Good for Otto is an American play by David Rabe.

==Plot==
Dr. Michaels and fellow counselor Evangeline counsel six patients at a rural mental health center.

== Cast and characters ==

| Off-Broadway | 2018 |
|---|---|
| Dr. Robert Michaels | Ed Harris |
| Evangeline Ryder | Amy Madigan |
| Timothy | Mark Linn-Baker |
| Frannie | Rileigh McDonald |
| Nora | Rhea Perlman |
| Mom | Charlotte Hope |
| Marcy | Nancy Giles |
| Denise | Lily Gladstone |
| Barnard | F. Murray Abraham |
| Alex | Maulik Pancholy |
| Jerome | Kenny Mellman |
| Jane | Kate Buddeke |
| Jimmy | Michael Rabe |
| Mrs.
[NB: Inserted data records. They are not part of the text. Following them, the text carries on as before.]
//! Optional feature modules and their enable/disable lifecycle.

use std::collections::BTreeMap;

use async_trait::async_trait;
use thiserror::Error;
use tracing::{error, info, warn};

use radiola_core::settings::{SettingsHandle, SettingsStore};

use crate::logging::JournalControl;
use crate::plugins;
use crate::window::Window;

#[derive(Debug, Clone, Error, PartialEq)]
pub enum PluginError {
    /// The platform service the plugin needs is missing.
    #[error("{0}")]
    Unavailable(String),
    #[error("Could not find plugin")]
    NotFound,
}

/// Value written by a preferences dialog.
#[derive(Debug, Clone, PartialEq)]
pub enum PrefValue {
    Bool(bool),
    Choice(String),
}

#[derive(Debug, Clone, PartialEq)]
pub enum PrefKind {
    Toggle(bool),
    Choice {
        /// `(value, label)` pairs.
        options: Vec<(String, String)>,
        selected: String,
        /// Value that needs a yes/no confirmation before it is applied.
        confirm: Option<(String, String)>,
    },
}

#[derive(Debug, Clone, PartialEq)]
pub struct PrefItem {
    pub key: String,
    pub label: String,
    pub kind: PrefKind,
}

impl PrefItem {
    pub fn toggle(key: &str, label: &str, value: bool) -> Self {
        Self {
            key: key.to_string(),
            label: label.to_string(),
            kind: PrefKind::Toggle(value),
        }
    }
}

#[async_trait]
pub trait Plugin: Send {
    fn name(&self) -> &'static str;

    fn description(&self) -> &'static str;

    fn default_enabled(&self) -> bool {
        false
    }

    /// Runs once, before the first enable.
    async fn prepare(&mut self, _settings: &SettingsHandle) -> Result<(), PluginError> {
        Ok(())
    }

    async fn enable(&mut self, settings: &SettingsHandle) -> anyhow::Result<()>;

    async fn disable(&mut self) -> anyhow::Result<()>;

    fn preferences(&self, _settings: &SettingsHandle) -> Option<Vec<PrefItem>> {
        None
    }

    fn set_preference(
        &mut self,
        _settings: &SettingsHandle,
        _key: &str,
        _value: PrefValue,
    ) -> anyhow::Result<()> {
        Ok(())
    }

    fn reset_preferences(&mut self, settings: &SettingsHandle) -> anyhow::Result<()> {
        settings.reset_data()
    }
}

/// Everything a plugin may hold on to.
#[derive(Clone)]
pub struct PluginContext {
    pub window: Window,
    pub journal: JournalControl,
    /// Proxy for third-party web services.
    pub api_proxy: Option<String>,
}

pub type PluginFactory = fn(&PluginContext) -> Box<dyn Plugin>;

/// A loaded (or failed) plugin plus its lifecycle flags.
pub struct PluginEntry {
    name: String,
    description: String,
    plugin: Option<Box<dyn Plugin>>,
    settings: SettingsHandle,
    prepared: bool,
    error: Option<PluginError>,
    enabled: bool,
}

impl PluginEntry {
    pub fn new(plugin: Box<dyn Plugin>, settings: SettingsHandle) -> Self {
        Self {
            name: plugin.name().to_string(),
            description: plugin.description().to_string(),
            plugin: Some(plugin),
            settings,
            prepared: false,
            error: None,
            enabled: false,
        }
    }

    /// Placeholder for a configured name that has no implementation.
    pub fn failed(name: &str, settings: SettingsHandle, err: PluginError) -> Self {
        error!("Error loading plugin {}: {}", name, err);
        Self {
            name: name.to_string(),
            description: String::new(),
            plugin: None,
            settings,
            prepared: true,
            error: Some(err),
            enabled: false,
        }
    }

    pub fn name(&self) -> &str {
        &self.name
    }

    pub fn description(&self) -> &str {
        &self.description
    }

    pub fn error(&self) -> Option<&PluginError> {
        self.error.as_ref()
    }

    pub fn is_enabled(&self) -> bool {
        self.enabled
    }

    pub fn is_prepared(&self) -> bool {
        self.prepared
    }

    pub fn settings(&self) -> &SettingsHandle {
        &self.settings
    }

    pub async fn enable(&mut self) {
        let Some(plugin) = self.plugin.as_mut() else {
            return;
        };
        if !self.prepared {
            self.error = plugin.prepare(&self.settings).await.err();
            self.prepared = true;
            if let Some(e) = &self.error {
                warn!("Plugin {} unavailable: {}", self.name, e);
            }
        }
        if self.error.is_some() || self.enabled {
            return;
        }
        info!("Enabling module {}", self.name);
        if let Err(e) = plugin.enable(&self.settings).await {
            warn!("Plugin {} failed to enable: {:#}", self.name, e);
        }
        self.enabled = true;
    }

    pub async fn disable(&mut self) {
        if !self.enabled {
            return;
        }
        info!("Disabling module {}", self.name);
        if let Some(plugin) = self.plugin.as_mut() {
            if let Err(e) = plugin.disable().await {
                warn!("Plugin {} failed to disable: {:#}", self.name, e);
            }
        }
        self.enabled = false;
    }

    /// Only prepared, working plugins offer preferences.
    pub fn preferences(&self) -> Option<Vec<PrefItem>> {
        if !self.prepared || self.error.is_some() {
            return None;
        }
        self.plugin.as_ref()?.preferences(&self.settings)
    }

    pub fn set_preference(&mut self, key: &str, value: PrefValue) -> anyhow::Result<()> {
        match self.plugin.as_mut() {
            Some(plugin) => plugin.set_preference(&self.settings, key, value),
            None => Ok(()),
        }
    }

    pub fn reset_preferences(&mut self) -> anyhow::Result<()> {
        match self.plugin.as_mut() {
            Some(plugin) => plugin.reset_preferences(&self.settings),
            None => Ok(()),
        }
    }
}

pub struct PluginManager {
    ctx: PluginContext,
    store: SettingsStore,
    registry: Vec<(&'static str, PluginFactory)>,
    plugins: BTreeMap<String, PluginEntry>,
}

impl PluginManager {
    pub fn new(ctx: PluginContext, store: SettingsStore) -> Self {
        Self::with_registry(ctx, store, plugins::builtin())
    }

    pub fn with_registry(
        ctx: PluginContext,
        store: SettingsStore,
        registry: Vec<(&'static str, PluginFactory)>,
    ) -> Self {
        Self {
            ctx,
            store,
            registry,
            plugins: BTreeMap::new(),
        }
    }

    /// Instantiate every known plugin and apply its stored enabled flag.
    /// Already loaded plugins are reused.
    pub async fn load_plugins(&mut self) {
        let mut names: Vec<String> = self.registry.iter().map(|(n, _)| n.to_string()).collect();
        for name in self.store.plugin_names() {
            if !names.contains(&name) {
                names.push(name);
            }
        }

        for name in names {
            if !self.plugins.contains_key(&name) {
                let entry = self.instantiate(&name);
                self.plugins.insert(name.clone(), entry);
            }
            if let Some(entry) = self.plugins.get_mut(&name) {
                if entry.settings.enabled() {
                    entry.enable().await;
                } else {
                    entry.disable().await;
                }
            }
        }
    }

    fn instantiate(&self, name: &str) -> PluginEntry {
        match self.registry.iter().find(|(n, _)| *n == name) {
            Some((_, factory)) => {
                let plugin = factory(&self.ctx);
                let settings = self.store.plugin(name, plugin.default_enabled());
                PluginEntry::new(plugin, settings)
            }
            None => PluginEntry::failed(name, self.store.plugin(name, false), PluginError::NotFound),
        }
    }

    /// Flip, persist and apply the enabled flag.
    pub async fn toggle(&mut self, name: &str) -> anyhow::Result<bool> {
        let Some(entry) = self.plugins.get_mut(name) else {
            anyhow::bail!("no plugin named {}", name);
        };
        let enabled = !entry.settings.enabled();
        entry.settings.set_enabled(enabled)?;
        if enabled {
            entry.enable().await;
        } else {
            entry.disable().await;
        }
        Ok(entry.is_enabled())
    }

    pub fn get(&self, name: &str) -> Option<&PluginEntry> {
        self.plugins.get(name)
    }

    pub fn get_mut(&mut self, name: &str) -> Option<&mut PluginEntry> {
        self.plugins.get_mut(name)
    }

    pub fn entries(&self) -> impl Iterator<Item = &PluginEntry> {
        self.plugins.values()
    }

    /// Disable everything; used on quit.
    pub async fn shutdown(&mut self) {
        for entry in self.plugins.values_mut() {
            entry.disable().await;
        }
    }
}

#[cfg(test)]
mod tests {
    use super::*;
    use crate::window::tests::harness;
    use radiola_core::config::Config;
    use std::sync::atomic::{AtomicUsize, Ordering};
    use std::sync::Arc;

    #[derive(Default)]
    struct Counting {
        fail: bool,
        prepares: Arc<AtomicUsize>,
        enables: Arc<AtomicUsize>,
        disables: Arc<AtomicUsize>,
    }

    #[async_trait]
    impl Plugin for Counting {
        fn name(&self) -> &'static str {
            if self.fail {
                "broken"
            } else {
                "counting"
            }
        }
        fn description(&self) -> &'static str {
            "counts calls"
        }
        async fn prepare(&mut self, _settings: &SettingsHandle) -> Result<(), PluginError> {
            self.prepares.fetch_add(1, Ordering::SeqCst);
            if self.fail {
                Err(PluginError::Unavailable("service not found".into()))
            } else {
                Ok(())
            }
        }
        async fn enable(&mut self, _settings: &SettingsHandle) -> anyhow::Result<()> {
            self.enables.fetch_add(1, Ordering::SeqCst);
            Ok(())
        }
        async fn disable(&mut self) -> anyhow::Result<()> {
            self.disables.fetch_add(1, Ordering::SeqCst);
            Ok(())
        }
        fn preferences(&self, _settings: &SettingsHandle) -> Option<Vec<PrefItem>> {
            Some(vec![PrefItem::toggle("flag", "Flag", true)])
        }
    }

    fn store() -> (tempfile::TempDir, SettingsStore) {
        let dir = tempfile::tempdir().unwrap();
        let path = dir.path().join("config.toml");
        (dir, SettingsStore::new(Config::default(), path))
    }

    #[tokio::test]
    async fn enable_prepares_once_and_is_idempotent() {
        let (_dir, store) = store();
        let plugin = Counting::default();
        let enables = plugin.enables.clone();
        let disables = plugin.disables.clone();
        let prepares = plugin.prepares.clone();
        let mut entry = PluginEntry::new(Box::new(plugin), store.plugin("counting", false));

        assert!(entry.preferences().is_none());
        entry.enable().await;
        entry.enable().await;
        assert!(entry.is_enabled());
        assert_eq!(enables.load(Ordering::SeqCst), 1);

        entry.disable().await;
        entry.disable().await;
        assert!(!entry.is_enabled());
        assert_eq!(disables.load(Ordering::SeqCst), 1);

        entry.enable().await;
        assert_eq!(enables.load(Ordering::SeqCst), 2);
        assert_eq!(prepares.load(Ordering::SeqCst), 1);
        assert!(entry.preferences().is_some());
    }

    #[tokio::test]
    async fn failed_prepare_blocks_enable() {
        let (_dir, store) = store();
        let plugin = Counting {
            fail: true,
            ..Default::default()
        };
        let enables = plugin.enables.clone();
        let prepares = plugin.prepares.clone();
        let mut entry = PluginEntry::new(Box::new(plugin), store.plugin("broken", true));

        entry.enable().await;
        entry.enable().await;
        assert!(!entry.is_enabled());
        assert_eq!(enables.load(Ordering::SeqCst), 0);
        assert_eq!(prepares.load(Ordering::SeqCst), 1);
        assert_eq!(
            entry.error(),
            Some(&PluginError::Unavailable("service not found".into()))
        );
        assert!(entry.preferences().is_none());
    }

    fn counting(_ctx: &PluginContext) -> Box<dyn Plugin> {
        Box::new(Counting::default())
    }

    #[tokio::test]
    async fn load_plugins_marks_unknown_names_and_toggles() {
        let h = harness();
        let (_dir, store) = store();
        store.plugin("ghost", false).set_enabled(true).unwrap();
        let ctx = PluginContext {
            window: h.window.clone(),
            journal: JournalControl::detached(false),
            api_proxy: None,
        };
        let mut manager = PluginManager::with_registry(ctx, store.clone(), vec![("counting", counting as PluginFactory)]);

        manager.load_plugins().await;
        assert_eq!(manager.get("ghost").unwrap().error(), Some(&PluginError::NotFound));
        assert!(!manager.get("counting").unwrap().is_enabled());

        assert!(manager.toggle("counting").await.unwrap());
        assert!(store.plugin("counting", false).enabled());

        // second load reuses the instance and keeps it enabled
        manager.load_plugins().await;
        assert!(manager.get("counting").unwrap().is_enabled());
        assert_eq!(manager.entries().count(), 2);

        assert!(!manager.toggle("counting").await.unwrap());
        assert!(manager.toggle("nope").await.is_err());
    }
}
//! Local HTTP relay in front of station streams.
//!
//! mpv always plays `http://127.0.0.1:<port>/stream/<station id>`.  The relay
//! opens one upstream connection per station (ICY metadata requested, basic
//! auth added for stations that need the account, upstream proxy applied)
//! and fans the bytes out to every subscriber.

use std::collections::HashMap;
use std::net::SocketAddr;
use std::sync::Arc;
use std::time::{Duration, Instant};

use axum::body::{Body, Bytes};
use axum::extract::{Path, State};
use axum::http::StatusCode;
use axum::response::Response;
use axum::routing::get;
use axum::Router;
use futures_util::StreamExt;
use reqwest::header::{HeaderMap, HeaderValue};
use reqwest::Client;
use tokio::sync::{broadcast, Mutex};
use tracing::{debug, error, info, warn};

use radiola_core::net;
use radiola_core::secrets::SecretService;
use radiola_core::state::StateManager;

const RELAY_CAPACITY: usize = 4096;
/// Upstream is closed after this long without subscribers.
const IDLE_GRACE: Duration = Duration::from_secs(2);

/// Credentials for stations with `requires_auth`.
#[derive(Clone)]
pub struct Account {
    pub email: String,
    pub secrets: SecretService,
}

#[derive(Clone)]
struct RelayState {
    state_manager: Arc<StateManager>,
    client: Client,
    account: Option<Account>,
    streams: Arc<Mutex<HashMap<String, Arc<SharedStream>>>>,
}

struct SharedStream {
    headers: HeaderMap,
    tx: broadcast::Sender<Bytes>,
}

impl RelayState {
    /// Shared stream for `id` plus a receiver subscribed before any byte is
    /// pumped.
    async fn subscribe(
        &self,
        id: &str,
    ) -> Result<(Arc<SharedStream>, broadcast::Receiver<Bytes>), StatusCode> {
        if let Some(existing) = self.streams.lock().await.get(id).cloned() {
            debug!(
                "relay: reusing stream {} ({} receivers)",
                id,
                existing.tx.receiver_count()
            );
            let rx = existing.tx.subscribe();
            return Ok((existing, rx));
        }

        let station = self
            .state_manager
            .station(id)
            .await
            .filter(|s| !s.url.is_empty())
            .ok_or(StatusCode::NOT_FOUND)?;
        info!("relay: opening upstream for {} → {}", station.name, station.url);

        let mut request = self.client.get(&station.url);
        if station.requires_auth {
            match &self.account {
                Some(account) if !account.email.is_empty() => {
                    let password = account.secrets.get_account_password_async(&account.email).await;
                    request = request.basic_auth(&account.email, Some(password));
                }
                _ => warn!("relay: {} requires an account but none is configured", station.name),
            }
        }

        let upstream = request.send().await.map_err(|e| {
            error!("relay: upstream connect failed for {}: {}", station.name, e);
            StatusCode::BAD_GATEWAY
        })?;
        if !upstream.status().is_success() {
            error!("relay: upstream returned {} for {}", upstream.status(), station.url);
            return Err(match upstream.status().as_u16() {
                401 | 403 => StatusCode::UNAUTHORIZED,
                _ => StatusCode::BAD_GATEWAY,
            });
        }

        let (tx, rx) = broadcast::channel::<Bytes>(RELAY_CAPACITY);
        let shared = Arc::new(SharedStream {
            headers: upstream.headers().clone(),
            tx,
        });
        self.streams.lock().await.insert(id.to_string(), shared.clone());

        let streams = self.streams.clone();
        let pump = shared.clone();
        let id = id.to_string();
        tokio::spawn(async move {
            let mut body = upstream.bytes_stream();
            let mut idle_since: Option<Instant> = None;
            let mut total: u64 = 0;

            while let Some(next) = body.next().await {
                let chunk = match next {
                    Ok(c) => c,
                    Err(e) => {
                        warn!("relay: upstream read error for {} after {} bytes: {}", id, total, e);
                        break;
                    }
                };
                total += chunk.len() as u64;

                if pump.tx.receiver_count() == 0 {
                    if idle_since.get_or_insert_with(Instant::now).elapsed() >= IDLE_GRACE {
                        debug!("relay: no subscribers for {}, closing upstream", id);
                        break;
                    }
                    continue;
                }
                idle_since = None;
                let _ = pump.tx.send(chunk);
            }

            info!("relay: upstream for {} closed ({} bytes)", id, total);
            let mut map = streams.lock().await;
            if map.get(&id).is_some_and(|current| Arc::ptr_eq(current, &pump)) {
                map.remove(&id);
            }
        });

        Ok((shared, rx))
    }
}

fn forwarded(name: &str) -> bool {
    name.starts_with("icy-") || name == "content-type"
}

async fn stream_station(Path(id): Path<String>, State(state): State<RelayState>) -> Response {
    let (shared, rx) = match state.subscribe(&id).await {
        Ok(pair) => pair,
        Err(code) => {
            warn!("relay: cannot serve {}: {}", id, code);
            let mut resp = Response::new(Body::empty());
            *resp.status_mut() = code;
            return resp;
        }
    };

    let stream = futures_util::stream::unfold(rx, |mut rx| async move {
        loop {
            match rx.recv().await {
                Ok(chunk) => return Some((Ok::<Bytes, std::io::Error>(chunk), rx)),
                Err(broadcast::error::RecvError::Lagged(n)) => {
                    warn!("relay: subscriber lagged by {} chunks", n);
                }
                Err(broadcast::error::RecvError::Closed) => return None,
            }
        }
    });

    let mut resp = Response::new(Body::from_stream(stream));
    for (name, value) in &shared.headers {
        if forwarded(name.as_str()) {
            if let Ok(hv) = axum::http::HeaderValue::from_bytes(value.as_bytes()) {
                resp.headers_mut().insert(name.clone(), hv);
            }
        }
    }
    resp
}

/// Running relay; cheap to clone.
#[derive(Clone, Debug)]
pub struct StreamProxy {
    addr: SocketAddr,
}

impl StreamProxy {
    /// Bind on an ephemeral localhost port and start serving.
    pub async fn start(
        state_manager: Arc<StateManager>,
        upstream_proxy: Option<&str>,
        account: Option<Account>,
    ) -> anyhow::Result<Self> {
        let mut headers = HeaderMap::new();
        headers.insert("Icy-MetaData", HeaderValue::from_static("1"));
        let client = net::client_builder(upstream_proxy)?
            .redirect(reqwest::redirect::Policy::limited(10))
            .default_headers(headers)
            .build()?;

        let state = RelayState {
            state_manager,
            client,
            account,
            streams: Arc::new(Mutex::new(HashMap::new())),
        };
        let app = Router::new()
            .route("/stream/:id", get(stream_station))
            .with_state(state);

        let listener = tokio::net::TcpListener::bind("127.0.0.1:0").await?;
        let addr = listener.local_addr()?;
        info!("Stream relay listening on http://{}", addr);
        tokio::spawn(async move {
            if let Err(e) = axum::serve(listener, app).await {
                warn!("Stream relay error: {}", e);
            }
        });
        Ok(Self { addr })
    }

    pub fn url(&self, station_id: &str) -> String {
        format!("http://{}/stream/{}", self.addr, station_id)
    }
}

#[cfg(test)]
mod tests {
    use super::*;
    use axum::http::HeaderMap as AxumHeaders;
    use radiola_core::protocol::Station;
    use radiola_core::secrets::{SecretBackend, SecretError};

    struct FixedPassword;

    impl SecretBackend for FixedPassword {
        fn get(&self, _email: &str) -> Result<Option<String>, SecretError> {
            Ok(Some("hunter2".into()))
        }
        fn set(&self, _: &str, _: &str, _: &str) -> Result<(), SecretError> {
            Ok(())
        }
        fn delete(&self, _: &str) -> Result<(), SecretError> {
            Ok(())
        }
    }

    async fn upstream(headers: AxumHeaders) -> Response {
        let authorized = headers
            .get("authorization")
            .map(|v| v.to_str().unwrap_or_default().starts_with("Basic "))
            .unwrap_or(false);
        let icy = headers.get("icy-metadata").is_some();
        let mut resp = Response::new(Body::from(format!("audio auth={authorized} icy={icy}")));
        resp.headers_mut()
            .insert("icy-name", HeaderValue::from_static("Test FM"));
        resp.headers_mut()
            .insert("content-type", HeaderValue::from_static("audio/mpeg"));
        resp.headers_mut()
            .insert("x-private", HeaderValue::from_static("nope"));
        resp
    }

    async fn serve_upstream() -> SocketAddr {
        let listener = tokio::net::TcpListener::bind("127.0.0.1:0").await.unwrap();
        let addr = listener.local_addr().unwrap();
        let app = Router::new().route("/live", get(upstream));
        tokio::spawn(async move {
            axum::serve(listener, app).await.unwrap();
        });
        addr
    }

    async fn relay_for(station: Station) -> (tempfile::TempDir, StreamProxy) {
        let dir = tempfile::tempdir().unwrap();
        let mgr = Arc::new(StateManager::new(
            dir.path().join("state.json"),
            &dir.path().join("ratings.toml"),
            vec![station],
        ));
        let account = Account {
            email: "me@example.com".into(),
            secrets: SecretService::with_backend(Arc::new(FixedPassword)),
        };
        let proxy = StreamProxy::start(mgr, None, Some(account)).await.unwrap();
        (dir, proxy)
    }

    #[tokio::test]
    async fn relays_body_and_icy_headers() {
        let addr = serve_upstream().await;
        let station = Station::new("Test", format!("http://{addr}/live"));
        let id = station.id.clone();
        let (_dir, proxy) = relay_for(station).await;

        let resp = reqwest::get(proxy.url(&id)).await.unwrap();
        assert_eq!(resp.status(), 200);
        assert_eq!(resp.headers()["icy-name"], "Test FM");
        assert!(resp.headers().get("x-private").is_none());
        assert_eq!(resp.text().await.unwrap(), "audio auth=false icy=true");
    }

    #[tokio::test]
    async fn adds_basic_auth_when_station_requires_it() {
        let addr = serve_upstream().await;
        let station = Station {
            requires_auth: true,
            ..Station::new("Members", format!("http://{addr}/live"))
        };
        let id = station.id.clone();
        let (_dir, proxy) = relay_for(station).await;

        let body = reqwest::get(proxy.url(&id)).await.unwrap().text().await.unwrap();
        assert_eq!(body, "audio auth=true icy=true");
    }

    #[tokio::test]
    async fn unknown_station_is_404() {
        let (_dir, proxy) = relay_for(Station::new("A", "http://127.0.0.1:9/a")).await;
        let resp = reqwest::get(proxy.url("missing")).await.unwrap();
        assert_eq!(resp.status(), 404);
    }
}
Garland/Teresa | Laura Esterman |

==Critical reception==
The Guardian awarded the play three stars out of five, calling it "Intimately staged yet strangely old-fashioned."

The Hollywood Reporter said in a review, "This shapeless play loses rather than gathers steam, ultimately seeming more like a docudrama patchwork with messy stitching than a satisfying, fully realized theatrical work."